Instructions for the task →
Each line in the data holding "ScrapeRange" should be listed.

Collected data entries:
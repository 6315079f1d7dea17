//! Data models for selector configuration and scraped records

use std::collections::BTreeMap;
use std::fmt;

/// Placeholder substituted with the page number in the base URL template
pub const PAGE_PLACEHOLDER: &str = "{iii}";

/// How one field is pulled out of an item element.
///
/// Decided once when the configuration is loaded, so the extraction loop
/// never has to guess from which optional columns were filled in.
#[derive(Debug, Clone, PartialEq, Eq)]
pub enum Access {
    /// Read `property` off the item itself, or off the first descendant
    /// matching `sub_selector`. Textual results are trimmed.
    Direct {
        property: String,
        sub_selector: Option<String>,
    },
    /// Fold `path` over the item's node, stopping at the first absent value.
    Nested { path: Vec<String> },
    /// Read `property` off every descendant matching `sub_selector` and keep
    /// the first one containing any of `candidates`.
    Match {
        sub_selector: String,
        property: String,
        candidates: Vec<String>,
    },
}

/// One named field to extract from every item element
#[derive(Debug, Clone, PartialEq, Eq)]
pub struct SelectorSpec {
    pub name: String,
    pub access: Access,
}

impl SelectorSpec {
    pub fn direct(name: impl Into<String>, property: impl Into<String>) -> Self {
        Self {
            name: name.into(),
            access: Access::Direct {
                property: property.into(),
                sub_selector: None,
            },
        }
    }

    pub fn direct_within(
        name: impl Into<String>,
        sub_selector: impl Into<String>,
        property: impl Into<String>,
    ) -> Self {
        Self {
            name: name.into(),
            access: Access::Direct {
                property: property.into(),
                sub_selector: Some(sub_selector.into()),
            },
        }
    }

    pub fn nested<I, S>(name: impl Into<String>, path: I) -> Self
    where
        I: IntoIterator<Item = S>,
        S: Into<String>,
    {
        Self {
            name: name.into(),
            access: Access::Nested {
                path: path.into_iter().map(Into::into).collect(),
            },
        }
    }

    pub fn matching<I, S>(
        name: impl Into<String>,
        sub_selector: impl Into<String>,
        property: impl Into<String>,
        candidates: I,
    ) -> Self
    where
        I: IntoIterator<Item = S>,
        S: Into<String>,
    {
        Self {
            name: name.into(),
            access: Access::Match {
                sub_selector: sub_selector.into(),
                property: property.into(),
                candidates: candidates.into_iter().map(Into::into).collect(),
            },
        }
    }
}

/// Inclusive page interval substituted into the URL template
#[derive(Debug, Clone, Copy, PartialEq, Eq)]
pub struct ScrapeRange {
    pub from: u32,
    pub to: u32,
}

impl ScrapeRange {
    /// Returns `None` when `from > to`.
    pub fn new(from: u32, to: u32) -> Option<Self> {
        (from <= to).then_some(Self { from, to })
    }

    pub fn pages(&self) -> impl Iterator<Item = u32> {
        self.from..=self.to
    }

    pub fn page_count(&self) -> usize {
        (self.to - self.from) as usize + 1
    }
}

/// Which page surface drives the run
#[derive(Debug, Clone, Copy, PartialEq, Eq, Default)]
pub enum Renderer {
    /// Real browser session over the WebDriver protocol
    #[default]
    WebDriver,
    /// Plain HTTP fetch + HTML parsing, no JavaScript
    Static,
}

impl std::str::FromStr for Renderer {
    type Err = String;

    fn from_str(s: &str) -> Result<Self, Self::Err> {
        match s.trim().to_ascii_lowercase().as_str() {
            "webdriver" | "browser" => Ok(Self::WebDriver),
            "static" | "http" => Ok(Self::Static),
            other => Err(format!("unknown renderer '{other}'")),
        }
    }
}

/// Immutable run configuration, built once by the loader
#[derive(Debug, Clone)]
pub struct ScrapeConfig {
    /// URL template containing [`PAGE_PLACEHOLDER`]
    pub base_url: String,
    /// Selector matching one item element per record
    pub base_selector: String,
    pub range: ScrapeRange,
    /// Field selectors in declaration order
    pub selectors: Vec<SelectorSpec>,
    pub renderer: Renderer,
    pub webdriver_url: String,
    pub headless: bool,
    pub output_path: String,
    /// Relational sink URL; when set, records are stored there instead of CSV
    pub database_url: Option<String>,
    /// Any other scalar rows of the config file
    pub extras: BTreeMap<String, String>,
}

impl ScrapeConfig {
    pub fn page_url(&self, page: u32) -> String {
        self.base_url.replace(PAGE_PLACEHOLDER, &page.to_string())
    }

    /// Field names in declaration order, used as the output column projection
    pub fn field_names(&self) -> Vec<String> {
        self.selectors.iter().map(|s| s.name.clone()).collect()
    }
}

/// One record extracted from one item element.
///
/// Fields keep the declaration order of their selectors; `None` marks a
/// field whose extraction failed.
#[derive(Debug, Clone, Default, PartialEq, Eq)]
pub struct RawRecord {
    fields: Vec<(String, Option<String>)>,
}

impl RawRecord {
    pub fn new() -> Self {
        Self::default()
    }

    pub fn push(&mut self, name: impl Into<String>, value: Option<String>) {
        self.fields.push((name.into(), value));
    }

    pub fn get(&self, name: &str) -> Option<&str> {
        self.fields
            .iter()
            .find(|(n, _)| n == name)
            .and_then(|(_, v)| v.as_deref())
    }

    pub fn names(&self) -> impl Iterator<Item = &str> {
        self.fields.iter().map(|(n, _)| n.as_str())
    }

    pub fn iter(&self) -> impl Iterator<Item = (&str, Option<&str>)> {
        self.fields.iter().map(|(n, v)| (n.as_str(), v.as_deref()))
    }

    pub fn len(&self) -> usize {
        self.fields.len()
    }

    pub fn is_empty(&self) -> bool {
        self.fields.is_empty()
    }

    /// Values projected onto `columns`, absent or unknown fields as `None`
    pub fn project<'a>(&'a self, columns: &'a [String]) -> impl Iterator<Item = Option<&'a str>> {
        columns.iter().map(|c| self.get(c))
    }
}

impl<N: Into<String>> FromIterator<(N, Option<String>)> for RawRecord {
    fn from_iter<T: IntoIterator<Item = (N, Option<String>)>>(iter: T) -> Self {
        Self {
            fields: iter.into_iter().map(|(n, v)| (n.into(), v)).collect(),
        }
    }
}

impl fmt::Display for RawRecord {
    fn fmt(&self, f: &mut fmt::Formatter<'_>) -> fmt::Result {
        let parts: Vec<String> = self
            .iter()
            .map(|(n, v)| format!("{n}={}", v.unwrap_or("-")))
            .collect();
        write!(f, "{{{}}}", parts.join(", "))
    }
}

/// Every record of a run, in page order then DOM order
#[derive(Debug, Clone, Default, PartialEq, Eq)]
pub struct ScrapedDataset {
    records: Vec<RawRecord>,
}

impl ScrapedDataset {
    pub fn new() -> Self {
        Self::default()
    }

    pub fn extend_page(&mut self, page: Vec<RawRecord>) {
        self.records.extend(page);
    }

    pub fn push(&mut self, record: RawRecord) {
        self.records.push(record);
    }

    pub fn records(&self) -> &[RawRecord] {
        &self.records
    }

    pub fn len(&self) -> usize {
        self.records.len()
    }

    pub fn is_empty(&self) -> bool {
        self.records.is_empty()
    }
}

Output for this task →
pub struct ScrapeRange {
impl ScrapeRange {
    pub range: ScrapeRange,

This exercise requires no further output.